───── DATA PROVIDED

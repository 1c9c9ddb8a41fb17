//! Connection options

use serde::{Deserialize, Serialize};
use sqlx::postgres::{PgConnectOptions, PgSslMode};
use std::fmt;
use std::path::PathBuf;
use std::str::FromStr;

/// Database a session connects to when none is given
pub const DEFAULT_MAINTENANCE_DB: &str = "postgres";

/// TLS negotiation mode, named as libpq names them
#[derive(Debug, Clone, Copy, Default, PartialEq, Eq, Serialize, Deserialize)]
#[serde(rename_all = "kebab-case")]
pub enum SslMode {
    Disable,
    Allow,
    #[default]
    Prefer,
    Require,
    VerifyCa,
    VerifyFull,
}

impl SslMode {
    pub fn as_str(&self) -> &'static str {
        match self {
            Self::Disable => "disable",
            Self::Allow => "allow",
            Self::Prefer => "prefer",
            Self::Require => "require",
            Self::VerifyCa => "verify-ca",
            Self::VerifyFull => "verify-full",
        }
    }
}

impl fmt::Display for SslMode {
    fn fmt(&self, f: &mut fmt::Formatter<'_>) -> fmt::Result {
        f.write_str(self.as_str())
    }
}

impl FromStr for SslMode {
    type Err = String;

    fn from_str(s: &str) -> Result<Self, Self::Err> {
        match s.trim().to_ascii_lowercase().as_str() {
            "disable" => Ok(Self::Disable),
            "allow" => Ok(Self::Allow),
            "prefer" => Ok(Self::Prefer),
            "require" => Ok(Self::Require),
            "verify-ca" | "verify_ca" => Ok(Self::VerifyCa),
            "verify-full" | "verify_full" => Ok(Self::VerifyFull),
            other => Err(format!(
                "invalid ssl mode '{other}', expected one of: disable, allow, prefer, require, verify-ca, verify-full"
            )),
        }
    }
}

impl From<SslMode> for PgSslMode {
    fn from(mode: SslMode) -> Self {
        match mode {
            SslMode::Disable => PgSslMode::Disable,
            SslMode::Allow => PgSslMode::Allow,
            SslMode::Prefer => PgSslMode::Prefer,
            SslMode::Require => PgSslMode::Require,
            SslMode::VerifyCa => PgSslMode::VerifyCa,
            SslMode::VerifyFull => PgSslMode::VerifyFull,
        }
    }
}

/// How to reach the maintenance database
///
/// Unset fields fall back to the driver's defaults, which honor the usual
/// `PG*` environment variables and `~/.pgpass`.
#[derive(Clone, PartialEq, Eq)]
pub struct ConnectOptions {
    /// Bootstrap database; never the database being managed
    pub database: String,
    pub host: Option<String>,
    pub port: Option<u16>,
    /// Directory containing the server's unix socket
    pub socket: Option<PathBuf>,
    pub user: Option<String>,
    pub password: Option<String>,
    pub ssl_mode: SslMode,
    pub ssl_root_cert: Option<PathBuf>,
    /// Commit each statement on its own; required for database DDL
    pub autocommit: bool,
    pub application_name: Option<String>,
}

impl Default for ConnectOptions {
    fn default() -> Self {
        Self {
            database: DEFAULT_MAINTENANCE_DB.to_string(),
            host: None,
            port: None,
            socket: None,
            user: None,
            password: None,
            ssl_mode: SslMode::default(),
            ssl_root_cert: None,
            autocommit: true,
            application_name: None,
        }
    }
}

impl fmt::Debug for ConnectOptions {
    fn fmt(&self, f: &mut fmt::Formatter<'_>) -> fmt::Result {
        f.debug_struct("ConnectOptions")
            .field("database", &self.database)
            .field("host", &self.host)
            .field("port", &self.port)
            .field("socket", &self.socket)
            .field("user", &self.user)
            .field("password", &self.password.as_ref().map(|_| "<redacted>"))
            .field("ssl_mode", &self.ssl_mode)
            .field("ssl_root_cert", &self.ssl_root_cert)
            .field("autocommit", &self.autocommit)
            .field("application_name", &self.application_name)
            .finish()
    }
}

impl ConnectOptions {
    pub fn new(database: impl Into<String>) -> Self {
        Self {
            database: database.into(),
            ..Self::default()
        }
    }

    pub fn host(mut self, host: impl Into<String>) -> Self {
        self.host = Some(host.into());
        self
    }

    pub fn port(mut self, port: u16) -> Self {
        self.port = Some(port);
        self
    }

    pub fn user(mut self, user: impl Into<String>) -> Self {
        self.user = Some(user.into());
        self
    }

    pub fn password(mut self, password: impl Into<String>) -> Self {
        self.password = Some(password.into());
        self
    }

    pub fn ssl_mode(mut self, mode: SslMode) -> Self {
        self.ssl_mode = mode;
        self
    }

    pub fn ssl_root_cert(mut self, path: impl Into<PathBuf>) -> Self {
        self.ssl_root_cert = Some(path.into());
        self
    }

    pub fn autocommit(mut self, autocommit: bool) -> Self {
        self.autocommit = autocommit;
        self
    }

    /// Where the session goes, for log lines (no credentials)
    pub fn target(&self) -> String {
        let host = match (&self.host, &self.socket) {
            (Some(host), _) => host.clone(),
            (None, Some(socket)) => socket.display().to_string(),
            (None, None) => "localhost".to_string(),
        };
        match self.port {
            Some(port) => format!("{host}:{port}/{}", self.database),
            None => format!("{host}/{}", self.database),
        }
    }

    /// Driver options for these settings
    pub fn to_pg_options(&self) -> PgConnectOptions {
        let mut opts = PgConnectOptions::new()
            .database(&self.database)
            .ssl_mode(self.ssl_mode.into());

        if let Some(host) = &self.host {
            opts = opts.host(host);
        }
        if let Some(port) = self.port {
            opts = opts.port(port);
        }
        if let Some(socket) = &self.socket {
            opts = opts.socket(socket);
        }
        if let Some(user) = &self.user {
            opts = opts.username(user);
        }
        if let Some(password) = &self.password {
            opts = opts.password(password);
        }
        if let Some(cert) = &self.ssl_root_cert {
            opts = opts.ssl_root_cert(cert);
        }
        if let Some(name) = &self.application_name {
            opts = opts.application_name(name);
        }
        opts
    }
}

──────────

[PROBLEM DETAILS]
Down to the last line, retype the entries above exactly.

[TASK ANSWER]
repository 1c9c9ddb8a41fb17
//! Connection options

use serde::{Deserialize, Serialize};
use sqlx::postgres::{PgConnectOptions, PgSslMode};
use std::fmt;
use std::path::PathBuf;
use std::str::FromStr;

/// Database a session connects to when none is given
pub const DEFAULT_MAINTENANCE_DB: &str = "postgres";

/// TLS negotiation mode, named as libpq names them
#[derive(Debug, Clone, Copy, Default, PartialEq, Eq, Serialize, Deserialize)]
#[serde(rename_all = "kebab-case")]
pub enum SslMode {
    Disable,
    Allow,
    #[default]
    Prefer,
    Require,
    VerifyCa,
    VerifyFull,
}

impl SslMode {
    pub fn as_str(&self) -> &'static str {
        match self {
            Self::Disable => "disable",
            Self::Allow => "allow",
            Self::Prefer => "prefer",
            Self::Require => "require",
            Self::VerifyCa => "verify-ca",
            Self::VerifyFull => "verify-full",
        }
    }
}

impl fmt::Display for SslMode {
    fn fmt(&self, f: &mut fmt::Formatter<'_>) -> fmt::Result {
        f.write_str(self.as_str())
    }
}

impl FromStr for SslMode {
    type Err = String;

    fn from_str(s: &str) -> Result<Self, Self::Err> {
        match s.trim().to_ascii_lowercase().as_str() {
            "disable" => Ok(Self::Disable),
            "allow" => Ok(Self::Allow),
            "prefer" => Ok(Self::Prefer),
            "require" => Ok(Self::Require),
            "verify-ca" | "verify_ca" => Ok(Self::VerifyCa),
            "verify-full" | "verify_full" => Ok(Self::VerifyFull),
            other => Err(format!(
                "invalid ssl mode '{other}', expected one of: disable, allow, prefer, require, verify-ca, verify-full"
            )),
        }
    }
}

impl From<SslMode> for PgSslMode {
    fn from(mode: SslMode) -> Self {
        match mode {
            SslMode::Disable => PgSslMode::Disable,
            SslMode::Allow => PgSslMode::Allow,
            SslMode::Prefer => PgSslMode::Prefer,
            SslMode::Require => PgSslMode::Require,
            SslMode::VerifyCa => PgSslMode::VerifyCa,
            SslMode::VerifyFull => PgSslMode::VerifyFull,
        }
    }
}

/// How to reach the maintenance database
///
/// Unset fields fall back to the driver's defaults, which honor the usual
/// `PG*` environment variables and `~/.pgpass`.
#[derive(Clone, PartialEq, Eq)]
pub struct ConnectOptions {
    /// Bootstrap database; never the database being managed
    pub database: String,
    pub host: Option<String>,
    pub port: Option<u16>,
    /// Directory containing the server's unix socket
    pub socket: Option<PathBuf>,
    pub user: Option<String>,
    pub password: Option<String>,
    pub ssl_mode: SslMode,
    pub ssl_root_cert: Option<PathBuf>,
    /// Commit each statement on its own; required for database DDL
    pub autocommit: bool,
    pub application_name: Option<String>,
}

impl Default for ConnectOptions {
    fn default() -> Self {
        Self {
            database: DEFAULT_MAINTENANCE_DB.to_string(),
            host: None,
            port: None,
            socket: None,
            user: None,
            password: None,
            ssl_mode: SslMode::default(),
            ssl_root_cert: None,
            autocommit: true,
            application_name: None,
        }
    }
}

impl fmt::Debug for ConnectOptions {
    fn fmt(&self, f: &mut fmt::Formatter<'_>) -> fmt::Result {
        f.debug_struct("ConnectOptions")
            .field("database", &self.database)
            .field("host", &self.host)
            .field("port", &self.port)
            .field("socket", &self.socket)
            .field("user", &self.user)
            .field("password", &self.password.as_ref().map(|_| "<redacted>"))
            .field("ssl_mode", &self.ssl_mode)
            .field("ssl_root_cert", &self.ssl_root_cert)
            .field("autocommit", &self.autocommit)
            .field("application_name", &self.application_name)
            .finish()
    }
}

impl ConnectOptions {
    pub fn new(database: impl Into<String>) -> Self {
        Self {
            database: database.into(),
            ..Self::default()
        }
    }

    pub fn host(mut self, host: impl Into<String>) -> Self {
        self.host = Some(host.into());
        self
    }

    pub fn port(mut self, port: u16) -> Self {
        self.port = Some(port);
        self
    }

    pub fn user(mut self, user: impl Into<String>) -> Self {
        self.user = Some(user.into());
        self
    }

    pub fn password(mut self, password: impl Into<String>) -> Self {
        self.password = Some(password.into());
        self
    }

    pub fn ssl_mode(mut self, mode: SslMode) -> Self {
        self.ssl_mode = mode;
        self
    }

    pub fn ssl_root_cert(mut self, path: impl Into<PathBuf>) -> Self {
        self.ssl_root_cert = Some(path.into());
        self
    }

    pub fn autocommit(mut self, autocommit: bool) -> Self {
        self.autocommit = autocommit;
        self
    }

    /// Where the session goes, for log lines (no credentials)
    pub fn target(&self) -> String {
        let host = match (&self.host, &self.socket) {
            (Some(host), _) => host.clone(),
            (None, Some(socket)) => socket.display().to_string(),
            (None, None) => "localhost".to_string(),
        };
        match self.port {
            Some(port) => format!("{host}:{port}/{}", self.database),
            None => format!("{host}/{}", self.database),
        }
    }

    /// Driver options for these settings
    pub fn to_pg_options(&self) -> PgConnectOptions {
        let mut opts = PgConnectOptions::new()
            .database(&self.database)
            .ssl_mode(self.ssl_mode.into());

        if let Some(host) = &self.host {
            opts = opts.host(host);
        }
        if let Some(port) = self.port {
            opts = opts.port(port);
        }
        if let Some(socket) = &self.socket {
            opts = opts.socket(socket);
        }
        if let Some(user) = &self.user {
            opts = opts.username(user);
        }
        if let Some(password) = &self.password {
            opts = opts.password(password);
        }
        if let Some(cert) = &self.ssl_root_cert {
            opts = opts.ssl_root_cert(cert);
        }
        if let Some(name) = &self.application_name {
            opts = opts.application_name(name);
        }
        opts
    }
}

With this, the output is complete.